Gugenインタビュー
「未来のふつう」を作るものづくりを支援する「Gugen」が目指すもの
これからのものづくりに必要な視点と課題とは
ものづくりを通じて未来を考える視点には大きく分けて二つ、今の生活に変化を及ぼすものと、新たな視点を生み出すものが存在するのではと後藤氏は語る。その中で、大賞を受賞した「筋電義手”Handie”」は、今の生活の延長線にはない新しい視点のものづくりだったことが受賞の大きな理由だという。授賞式で コンテスト審査員の一人である孫泰蔵氏は「第三の手」とHandieを評し、「未来を変えていく可能性を秘めた作品」と話している。
より充実した支援体制を作る環境を
Gugenとしては、まだまだこれからだと後藤氏は言う。「一般の方々にものづくりの価値を伝えて終わりではなく、応募された作品をどう具現化するか、そのサポート体制をどうするかが今後の課題です。具現化に対する細かな道のりは、これから作っていく部分もあります。さまざまな支援や意見をいただきながら、より充実した支援体制を作っていかなければいけません」
今後は、展示会や授賞式のみならず、ある特定の課題をテーマに据えたアイデアソンをコンテスト以外にも活発に開催したり、ものづくりに携わる企画との連携を図ったりすることを予定しており、そうした企画を通じてユーザーの声を反映したものづくりの場作りを行っていきたいという。
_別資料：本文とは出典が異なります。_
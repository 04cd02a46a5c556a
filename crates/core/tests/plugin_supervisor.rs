//! Integration tests for the plugin process supervisor.
//!
//! These spawn real fake-plugin processes (python3 scripts) and verify the
//! handshake, liveness observation, and termination discipline.

mod common;

use common::{ok_step, plugin_config, write_fake_plugin};
use pf_core::supervisor::{LaunchError, PluginSupervisor, SupervisorConfig, TerminateMode};
use pf_protocol::handshake::HandshakeError;
use serde_json::json;
use std::path::Path;
use std::time::Duration;

fn supervisor() -> PluginSupervisor {
    PluginSupervisor::new(SupervisorConfig {
        handshake_timeout: Duration::from_secs(5),
        grace_period: Duration::from_millis(500),
        ..SupervisorConfig::default()
    })
}

#[tokio::test]
async fn launch_handshake_and_graceful_terminate() {
    let dir = tempfile::tempdir().expect("tempdir");
    let config = plugin_config(vec![ok_step("build", 0, &[])]);
    let path = write_fake_plugin(dir.path(), "demo", &config);

    let supervisor = supervisor();
    let mut handle = supervisor.launch(&path).await.expect("launch");

    assert!(handle.pid().is_some());
    assert_eq!(handle.handshake().app_version, 1);
    assert!(supervisor.is_alive(&mut handle));
    assert!(handle.channel_mut().is_some());

    supervisor.terminate(&mut handle, TerminateMode::Graceful).await;
    assert!(!supervisor.is_alive(&mut handle));
    assert!(handle.channel_mut().is_none());

    // Terminating an already-exited handle is a no-op.
    supervisor.terminate(&mut handle, TerminateMode::Graceful).await;
    supervisor.terminate(&mut handle, TerminateMode::Forced).await;
    assert!(!supervisor.is_alive(&mut handle));
}

#[tokio::test]
async fn forced_terminate_kills_immediately() {
    let dir = tempfile::tempdir().expect("tempdir");
    let path = write_fake_plugin(dir.path(), "demo", &plugin_config(vec![]));

    let supervisor = supervisor();
    let mut handle = supervisor.launch(&path).await.expect("launch");
    supervisor.terminate(&mut handle, TerminateMode::Forced).await;
    assert!(!supervisor.is_alive(&mut handle));
}

#[tokio::test]
async fn graceful_terminate_escalates_when_shutdown_is_ignored() {
    let dir = tempfile::tempdir().expect("tempdir");
    let mut config = plugin_config(vec![]);
    config["ignore_shutdown"] = json!(true);
    let path = write_fake_plugin(dir.path(), "stubborn", &config);

    let supervisor = supervisor();
    let mut handle = supervisor.launch(&path).await.expect("launch");

    let started = std::time::Instant::now();
    supervisor.terminate(&mut handle, TerminateMode::Graceful).await;

    assert!(!supervisor.is_alive(&mut handle));
    // Bounded by the grace period, not by the plugin's cooperation.
    assert!(started.elapsed() < Duration::from_secs(5));
}

#[tokio::test]
async fn launch_strips_non_allowlisted_environment() {
    let dir = tempfile::tempdir().expect("tempdir");
    let dump = dir.path().join("env-keys");

    let mut config = plugin_config(vec![]);
    config["env_dump"] = json!(dump.to_str().expect("utf-8 path"));
    let path = write_fake_plugin(dir.path(), "snoop", &config);

    std::env::set_var("PIPEFLOW_TEST_SECRET", "hunter2");
    let supervisor = supervisor();
    let mut handle = supervisor.launch(&path).await.expect("launch");
    supervisor.terminate(&mut handle, TerminateMode::Graceful).await;
    std::env::remove_var("PIPEFLOW_TEST_SECRET");

    let keys: Vec<String> = std::fs::read_to_string(&dump)
        .expect("env dump")
        .lines()
        .map(str::to_string)
        .collect();
    // The inherited secret never reaches plugin code; allow-listed
    // variables survive.
    assert!(!keys.iter().any(|k| k == "PIPEFLOW_TEST_SECRET"));
    assert!(keys.iter().any(|k| k == "PATH"));
}

#[tokio::test]
async fn launch_survives_noisy_stderr_before_handshake() {
    let dir = tempfile::tempdir().expect("tempdir");
    let mut config = plugin_config(vec![]);
    // ~512 KiB of stderr, well past any pipe buffer. The handshake must
    // still come through without the plugin blocking on a full pipe.
    config["stderr_flood"] = json!(512);
    let path = write_fake_plugin(dir.path(), "chatty", &config);

    let supervisor = PluginSupervisor::new(SupervisorConfig {
        handshake_timeout: Duration::from_secs(2),
        grace_period: Duration::from_millis(500),
        ..SupervisorConfig::default()
    });
    let mut handle = supervisor.launch(&path).await.expect("launch");
    assert!(supervisor.is_alive(&mut handle));
    supervisor.terminate(&mut handle, TerminateMode::Graceful).await;
}

#[tokio::test]
async fn launch_missing_executable() {
    let supervisor = supervisor();
    let err = supervisor
        .launch(Path::new("/nonexistent/plugin-binary"))
        .await
        .unwrap_err();
    assert!(matches!(err, LaunchError::ExecNotFound(_)));
}

#[cfg(unix)]
#[tokio::test]
async fn launch_non_executable_file() {
    let dir = tempfile::tempdir().expect("tempdir");
    let path = dir.path().join("not-executable");
    std::fs::write(&path, "#!/usr/bin/env python3\n").expect("write");

    let supervisor = supervisor();
    let err = supervisor.launch(&path).await.unwrap_err();
    assert!(matches!(err, LaunchError::PermissionDenied(_)));
}

#[tokio::test]
async fn handshake_timeout_when_plugin_is_slow() {
    let dir = tempfile::tempdir().expect("tempdir");
    let mut config = plugin_config(vec![]);
    config["sleep_before_handshake"] = json!(30.0);
    let path = write_fake_plugin(dir.path(), "sleepy", &config);

    let supervisor = PluginSupervisor::new(SupervisorConfig {
        handshake_timeout: Duration::from_millis(300),
        ..SupervisorConfig::default()
    });

    let err = supervisor.launch(&path).await.unwrap_err();
    assert!(matches!(
        err,
        LaunchError::Handshake(HandshakeError::Timeout { .. })
    ));
}

#[tokio::test]
async fn handshake_garbage_line_is_malformed() {
    let dir = tempfile::tempdir().expect("tempdir");
    let mut config = plugin_config(vec![]);
    config["bad_handshake"] = json!("hello, I am not a handshake");
    let path = write_fake_plugin(dir.path(), "noisy", &config);

    let err = supervisor().launch(&path).await.unwrap_err();
    assert!(matches!(
        err,
        LaunchError::Handshake(HandshakeError::Malformed { .. })
    ));
}

#[tokio::test]
async fn handshake_wrong_core_version_is_rejected() {
    let dir = tempfile::tempdir().expect("tempdir");
    let mut config = plugin_config(vec![]);
    config["bad_handshake"] = json!("1|1|tcp|127.0.0.1:1");
    let path = write_fake_plugin(dir.path(), "old-proto", &config);

    let err = supervisor().launch(&path).await.unwrap_err();
    assert!(matches!(
        err,
        LaunchError::Handshake(HandshakeError::UnsupportedVersion { advertised: 1 })
    ));
}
スポンサー企業に対しても、作品に対してより踏み込んだ支援やサポートのための仕組みが必要だと崔氏は考えている。
ものづくりのための新しいプラットフォームへとなるために
「未来のふつう」を作るエンジニアになるためには、日常にある課題に対してどういった解決策をものづくりで提示するかを考えることが必要だと言う崔氏。プロトタイプをいきなり作り始めるのではなく、アイデアの企画段階でユーザーのニーズを把握するためのアクションを実践することで、より課題解決につながるものづくりが行えるのでは、と語る。そのためには、エンジニア一人で作ろうとするのではなく、チームで作ることに意味がでてくるのだという。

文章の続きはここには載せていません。